THE DAUGHTERS OF A MOTHER (2000)
When twin sisters Talulah and Cora are uprooted from New York City to a Pittsburgh suburb, because of their father’s new job, the sixteen-year-old girls are less than pleased. Eager for some excitement, Cora convinces her sister to break their mother’s curfew and sneak out to Owl’s, a popular college hang-out. The twins pretend they are college students and meet two young men who will alter the course of their young lives. The Daughters of a Mother is at once the study of family and its influence. It is the story of the bond between two sisters, but it is also an exploration of how having a strict mother who never wanted children taints every decision of her daughters.
THE DAUGHTERS OF A MOTHER EXCERPT
Our Mom never taught us about birth control. We found out the hard way.
And we never told her about premarital sex. Although I'm sure she knew.
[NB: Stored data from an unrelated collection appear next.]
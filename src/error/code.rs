use serde::{Deserialize, Serialize};
use std::fmt;

/// JSON-RPC 2.0 compatible error codes.
#[derive(Debug, Clone, Copy, PartialEq, Eq, Hash, Serialize, Deserialize)]
#[repr(i32)]
pub enum ErrorCode {
    /// Malformed JSON or binary payload.
    ParseError = -32700,
    /// Shape/field violation in a request or response.
    InvalidRequest = -32600,
    /// Unknown request name.
    MethodNotFound = -32601,
    /// Missing or wrongly-typed argument.
    InvalidParams = -32602,
    /// Unclassified server fault.
    InternalError = -32603,

    /// Handler exceeded its per-request timeout.
    HandlerTimeout = -32001,
    /// Security validator refused an input.
    SecurityViolation = -32002,
    /// Concurrency or size cap hit.
    ResourceLimitExceeded = -32003,
    /// Named resource absent.
    ResourceNotFound = -32004,
    /// Credential check failed (reserved for future use).
    AuthenticationFailed = -32005,

    /// Manifest or request validation failure.
    ValidationFailed = -32013,
}

impl ErrorCode {
    pub fn as_str(&self) -> &'static str {
        match self {
            ErrorCode::ParseError => "PARSE_ERROR",
            ErrorCode::InvalidRequest => "INVALID_REQUEST",
            ErrorCode::MethodNotFound => "METHOD_NOT_FOUND",
            ErrorCode::InvalidParams => "INVALID_PARAMS",
            ErrorCode::InternalError => "INTERNAL_ERROR",
            ErrorCode::HandlerTimeout => "HANDLER_TIMEOUT",
            ErrorCode::SecurityViolation => "SECURITY_VIOLATION",
            ErrorCode::ResourceLimitExceeded => "RESOURCE_LIMIT_EXCEEDED",
            ErrorCode::ResourceNotFound => "RESOURCE_NOT_FOUND",
            ErrorCode::AuthenticationFailed => "AUTHENTICATION_FAILED",
            ErrorCode::ValidationFailed => "VALIDATION_FAILED",
        }
    }

    pub fn message(&self) -> &'static str {
        match self {
            ErrorCode::ParseError => "Parse error",
            ErrorCode::InvalidRequest => "Invalid request",
            ErrorCode::MethodNotFound => "Method not found",
            ErrorCode::InvalidParams => "Invalid params",
            ErrorCode::InternalError => "Internal error",
            ErrorCode::HandlerTimeout => "Handler timeout",
            ErrorCode::SecurityViolation => "Security violation",
            ErrorCode::ResourceLimitExceeded => "Resource limit exceeded",
            ErrorCode::ResourceNotFound => "Resource not found",
            ErrorCode::AuthenticationFailed => "Authentication failed",
            ErrorCode::ValidationFailed => "Validation failed",
        }
    }

    pub fn code(&self) -> i32 {
        *self as i32
    }

    pub fn from_code(code: i32) -> Option<Self> {
        match code {
            -32700 => Some(ErrorCode::ParseError),
            -32600 => Some(ErrorCode::InvalidRequest),
            -32601 => Some(ErrorCode::MethodNotFound),
            -32602 => Some(ErrorCode::InvalidParams),
            -32603 => Some(ErrorCode::InternalError),
            -32001 => Some(ErrorCode::HandlerTimeout),
            -32002 => Some(ErrorCode::SecurityViolation),
            -32003 => Some(ErrorCode::ResourceLimitExceeded),
            -32004 => Some(ErrorCode::ResourceNotFound),
            -32005 => Some(ErrorCode::AuthenticationFailed),
            -32013 => Some(ErrorCode::ValidationFailed),
            _ => None,
        }
    }
}

impl fmt::Display for ErrorCode {
    fn fmt(&self, f: &mut fmt::Formatter<'_>) -> fmt::Result {
        write!(f, "{}", self.as_str())
    }
}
My twin sister Cora and I confirmed this when we moved to Bernarding. Our Dad chose to live here because of this new teaching job. Cora and I wanted to live in Pittsburgh instead of having to trek 30 miles into the city. But he refused, saying that we were too impressionable. So that's why we ended up stuck in this god-awful ghost town. I thought it was stupid and said as much, kind of hoping that Cora would back me up. But I honestly don't know why she would start now. She had no problem when my smart mouth got us what we wanted, because she was out doing the same thing I was.
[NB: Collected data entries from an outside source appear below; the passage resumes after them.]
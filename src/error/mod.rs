//! JSON-RPC 2.0 compatible error taxonomy.
//!
//! Every fallible operation in this crate returns [`JsonRpcError`]. The error
//! carries a stable numeric `code` from [`ErrorCode`], a canonical `message`
//! for that code, and an optional `data` payload with free-form `details`
//! and `context`.

mod code;

pub use code::ErrorCode;

use serde::{Deserialize, Serialize};
use std::collections::HashMap;
use std::fmt;

/// Additional, optional context attached to a [`JsonRpcError`].
#[derive(Debug, Clone, Default, Serialize, Deserialize, PartialEq)]
pub struct JsonRpcErrorData {
    #[serde(skip_serializing_if = "Option::is_none")]
    pub details: Option<String>,
    #[serde(skip_serializing_if = "Option::is_none")]
    pub context: Option<HashMap<String, serde_json::Value>>,
}

impl JsonRpcErrorData {
    pub fn with_details<S: Into<String>>(details: S) -> Self {
        Self {
            details: Some(details.into()),
            context: None,
        }
    }

    pub fn with_context(mut self, context: HashMap<String, serde_json::Value>) -> Self {
        self.context = Some(context);
        self
    }
}

/// A JSON-RPC 2.0 compliant error, as carried by a failed [`crate::protocol::Response`].
#[derive(Debug, Clone, Serialize, Deserialize, PartialEq)]
pub struct JsonRpcError {
    pub code: i32,
    pub message: String,
    #[serde(skip_serializing_if = "Option::is_none")]
    pub data: Option<JsonRpcErrorData>,
}

impl JsonRpcError {
    /// Construct an error carrying the canonical message for `code`, with optional details.
    pub fn new(code: ErrorCode, details: Option<String>) -> Self {
        Self {
            code: code.code(),
            message: code.message().to_string(),
            data: details.map(JsonRpcErrorData::with_details),
        }
    }

    /// Construct an error with structured context attached.
    pub fn with_context(
        code: ErrorCode,
        details: Option<String>,
        context: HashMap<String, serde_json::Value>,
    ) -> Self {
        let data = JsonRpcErrorData {
            details,
            context: Some(context),
        };
        Self {
            code: code.code(),
            message: code.message().to_string(),
            data: Some(data),
        }
    }

    /// Construct a `VALIDATION_FAILED` error naming the offending field and value.
    pub fn validation_error<S: Into<String>>(field: S, value: serde_json::Value, details: S) -> Self {
        let mut context = HashMap::new();
        context.insert("field".to_string(), serde_json::Value::String(field.into()));
        context.insert("value".to_string(), value);
        Self::with_context(ErrorCode::ValidationFailed, Some(details.into()), context)
    }

    /// Best-known [`ErrorCode`] for this error's numeric code, if recognized.
    pub fn error_code(&self) -> Option<ErrorCode> {
        ErrorCode::from_code(self.code)
    }

    pub fn details(&self) -> Option<&str> {
        self.data.as_ref().and_then(|d| d.details.as_deref())
    }
}

impl fmt::Display for JsonRpcError {
    fn fmt(&self, f: &mut fmt::Formatter<'_>) -> fmt::Result {
        match self.details() {
            Some(details) => write!(f, "JSON-RPC error {}: {} - {}", self.code, self.message, details),
            None => write!(f, "JSON-RPC error {}: {}", self.code, self.message),
        }
    }
}

impl std::error::Error for JsonRpcError {}

impl From<std::io::Error> for JsonRpcError {
    fn from(error: std::io::Error) -> Self {
        match error.kind() {
            std::io::ErrorKind::NotFound => {
                JsonRpcError::new(ErrorCode::ResourceNotFound, Some(error.to_string()))
            }
            std::io::ErrorKind::PermissionDenied => {
                JsonRpcError::new(ErrorCode::SecurityViolation, Some(error.to_string()))
            }
            _ => JsonRpcError::new(ErrorCode::InternalError, Some(error.to_string())),
        }
    }
}

impl From<serde_json::Error> for JsonRpcError {
    fn from(error: serde_json::Error) -> Self {
        JsonRpcError::new(ErrorCode::ParseError, Some(error.to_string()))
    }
}

impl From<serde_yaml::Error> for JsonRpcError {
    fn from(error: serde_yaml::Error) -> Self {
        JsonRpcError::new(ErrorCode::ParseError, Some(error.to_string()))
    }
}

impl From<regex::Error> for JsonRpcError {
    fn from(error: regex::Error) -> Self {
        JsonRpcError::new(ErrorCode::ValidationFailed, Some(error.to_string()))
    }
}

/// Low-level transport failures, mapped to [`JsonRpcError`] at the API boundary.
#[derive(thiserror::Error, Debug)]
pub enum TransportError {
    #[error("message too large: {0} bytes exceeds limit of {1} bytes")]
    MessageTooLarge(usize, usize),

    #[error("socket io error: {0}")]
    Io(#[from] std::io::Error),

    #[error("operation timed out after {0:?}")]
    Timeout(std::time::Duration),
}

impl From<TransportError> for JsonRpcError {
    fn from(error: TransportError) -> Self {
        match error {
            TransportError::MessageTooLarge(size, limit) => {
                let mut context = HashMap::new();
                context.insert("size".to_string(), serde_json::Value::from(size));
                context.insert("limit".to_string(), serde_json::Value::from(limit));
                JsonRpcError::with_context(
                    ErrorCode::ResourceLimitExceeded,
                    Some(format!("message of {size} bytes exceeds limit of {limit} bytes")),
                    context,
                )
            }
            TransportError::Io(e) => e.into(),
            TransportError::Timeout(d) => {
                JsonRpcError::new(ErrorCode::HandlerTimeout, Some(format!("timed out after {d:?}")))
            }
        }
    }
}

pub type Result<T> = std::result::Result<T, JsonRpcError>;

#[cfg(test)]
mod tests {
    use super::*;

    #[test]
    fn error_code_values_match_taxonomy() {
        assert_eq!(ErrorCode::ParseError.code(), -32700);
        assert_eq!(ErrorCode::MethodNotFound.code(), -32601);
        assert_eq!(ErrorCode::ValidationFailed.code(), -32013);
        assert_eq!(ErrorCode::HandlerTimeout.code(), -32001);
        assert_eq!(ErrorCode::SecurityViolation.code(), -32002);
        assert_eq!(ErrorCode::ResourceLimitExceeded.code(), -32003);
        assert_eq!(ErrorCode::ResourceNotFound.code(), -32004);
        assert_eq!(ErrorCode::AuthenticationFailed.code(), -32005);
    }

    #[test]
    fn round_trips_through_json() {
        let error = JsonRpcError::new(ErrorCode::MethodNotFound, Some("no such request".to_string()));
        let json = serde_json::to_string(&error).unwrap();
        let back: JsonRpcError = serde_json::from_str(&json).unwrap();
        assert_eq!(error, back);
    }

    #[test]
    fn validation_error_carries_field_and_value() {
        let error = JsonRpcError::validation_error("age", serde_json::json!(-1), "must be non-negative");
        assert_eq!(error.code, -32013);
        let context = error.data.unwrap().context.unwrap();
        assert_eq!(context.get("field"), Some(&serde_json::Value::String("age".to_string())));
    }
}
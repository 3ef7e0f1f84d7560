//! Filesystem helpers for socket paths.

use std::path::Path;
use std::sync::atomic::{AtomicU64, Ordering};

static REPLY_SOCKET_COUNTER: AtomicU64 = AtomicU64::new(0);

pub struct PathUtils;

impl PathUtils {
    /// Generate a fresh ephemeral reply-socket path:
    /// `/tmp/janus_resp_<pid>_<millis>_<rand>.sock`, distinct across all
    /// calls within the process lifetime and collision-resistant across
    /// co-resident processes.
    pub fn generate_reply_socket_path() -> String {
        let pid = std::process::id();
        let millis = std::time::SystemTime::now()
            .duration_since(std::time::UNIX_EPOCH)
            .unwrap_or_default()
            .as_millis();
        // Process-local counter plus a millisecond timestamp makes the path
        // unique within this process even if two calls land in the same tick;
        // the pid makes it unique across co-resident processes.
        let seq = REPLY_SOCKET_COUNTER.fetch_add(1, Ordering::Relaxed);
        format!("/tmp/janus_resp_{pid}_{millis}_{seq:x}.sock")
    }

    pub fn ensure_socket_dir(socket_path: &str) -> std::io::Result<()> {
        if let Some(parent) = Path::new(socket_path).parent() {
            std::fs::create_dir_all(parent)?;
        }
        Ok(())
    }

    /// Best-effort unlink; absence of the file is not an error.
    pub fn cleanup_socket_file(socket_path: &str) {
        let _ = std::fs::remove_file(socket_path);
    }
}
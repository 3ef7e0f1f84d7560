//! Wire message types: the `Request`/`Response` envelopes exchanged over
//! the datagram transport, addressed by a flat request name with no
//! channel layer.

mod message;

pub use message::{Request, RequestBuilder, Response};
I think that's the main reason we moved near all these hillbillies because Mom kept hounding Dad about how Brooklyn was too rough for a Christian family with young girls. When Dad would say stuff like that, I at least knew he was being sincere, but not her. She was only thinking of herself and how much easier it would be to keep an eye on us without any actual effort on her part. Dad was in bed by ten every night and slept like death, to me and Cora's advantage. But not good, old sanctimonious Mom, she stayed up for hours and hours sitting in that old lady rocking chair, reading the Good Book and drinking black coffee. That's why it's impossible she never heard us walking down those goddamned creaking steps or at least the screen door nobody cared to fix or replace. I swear no matter how many times we would practice when no one was home, we could never get that door to stop squeaking. Cora even tried rubbing cooking grease on the joints, but all it did was make it smell like somebody was deep frying chicken or something.
When we first started sneaking out, Mom would never say anything while it was going on. She'd wait until the next morning at breakfast, with Dad sitting there, saying stuff that only the three of us would get. She asked us how we slept last night. And Cora would look so suspicious, avoiding Dad's eyes - or worse, she'd stare at me with that dumbfounded look - once again dropping everything on my lap. Since I figured Mom wouldn't say anything to him, I'd just lie and say fine and shoot her the death stare. Then she'd smile because she knew she could get us anytime she wanted. All she had to do was tell Dad and he'd damn near kill us with whatever he could pick up.